On Sun, 28 Sep 2003, Tom Lane wrote:
> Stephan Szabo <sszabo@megazone.bigpanda.com> writes:
> > On Sat, 27 Sep 2003, Tom Lane wrote:
> >> I thought of what seems to be a better design for the check query: use
> >> a LEFT JOIN and check for NULL in the righthand joined column.
>
> > Hmm, my initial testing showed that it really was a little slower
> > than a more complicated one with NOT EXISTS so I'd abandoned it. How does
> > it fare for you compared to:
> > select f1, f2 from fk where not exists (select 1 from pk where pk.f1=fk.f1
> > and pk.f2=pk.f2) where fk.f1 is not null and fk.f2 is not null;
>
> Were you testing against 7.3 or 7.4? On what kinds of tables?
>
> In 7.4 I think that the JOIN would yield as good or better a plan. The
> best possible plan for the NOT EXISTS query is effectively a nestloop
> with inner indexscan, which is great if the FK table is small and the
> PK table is large, but it sucks otherwise. The planner should choose a
> plan of this form for the LEFT JOIN given that combination of table
> sizes, and so there shouldn't be any great difference in runtime in that
> case. But in other combinations, such as large FK and small PK, other
> plan types will beat the pants off nestloop.
As an update, so far I still am getting better results with NOT EXISTS
than the left join. For a 50m row fk, 10k row pk where the rows are just
the keys, I'm getting a plan like
Merge JoinIndex scan on pktableSort Seqscan on fktable
which is taking about 2-4 times longer for me than the not exists
depending on sort_mem (at 4096,64000,128000).
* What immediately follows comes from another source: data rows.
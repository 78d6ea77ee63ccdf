use assert_cmd::Command;
use predicates::prelude::*;

fn musmcp(dir: &std::path::Path) -> Command {
    let mut cmd = Command::cargo_bin("musmcp").expect("binary not found");
    cmd.current_dir(dir);
    cmd
}

#[test]
fn cli_prints_tone_script() {
    let dir = tempfile::tempdir().unwrap();
    musmcp(dir.path())
        .args(["tone", "--pitch", "440", "--duration", "1", "--script"])
        .assert()
        .success()
        .stdout(predicate::str::contains("a1 poscil 0.5, 440.0"))
        .stdout(predicate::str::contains("i 1 0 1.0"));
}

#[test]
fn cli_clamps_negative_knobs() {
    let dir = tempfile::tempdir().unwrap();
    musmcp(dir.path())
        .args([
            "lead", "--attack", "-20", "--sustain", "0", "--release", "0", "--script",
        ])
        .assert()
        .success()
        .stdout(predicate::str::contains("kamp madsr 0.001, "))
        .stdout(predicate::str::contains(", 0.0, 0.001\n"));
}

#[test]
fn cli_extends_release_from_config() {
    let dir = tempfile::tempdir().unwrap();
    std::fs::write(
        dir.path().join("musmcp.toml"),
        "[render]\nextend_release_tail = true\n",
    )
    .unwrap();

    musmcp(dir.path())
        .args(["lead", "--duration", "1", "--release", "255", "--script"])
        .assert()
        .success()
        .stdout(predicate::str::contains("i 1 0 6.0"));
}

#[test]
fn cli_full_punch_kick_script() {
    let dir = tempfile::tempdir().unwrap();
    musmcp(dir.path())
        .args(["kick", "--fundamental", "50", "--punch", "255", "--script"])
        .assert()
        .success()
        .stdout(predicate::str::contains("kpitch expseg 3050.0, 0.01, 50.0"));
}

#[test]
fn cli_reports_missing_engine() {
    let dir = tempfile::tempdir().unwrap();
    std::fs::write(
        dir.path().join("musmcp.toml"),
        "[engine]\nbinary = \"./definitely-not-csound\"\n",
    )
    .unwrap();

    musmcp(dir.path())
        .args(["tone", "--output", "beep"])
        .assert()
        .failure()
        .stderr(predicate::str::contains("Failed to execute Csound"));
}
When I lowered random_page_cost to 1, I got an indexscan on fktable, but
that hadn't seemed to finish after about 2 hours (as opposed to about
30-35 minutes for the not exists and about 30 min - 1 1/2 hours for the
sort+seqscan version.
I want to do some more tests where there's extraneous data in both tables
and see what that does to the results.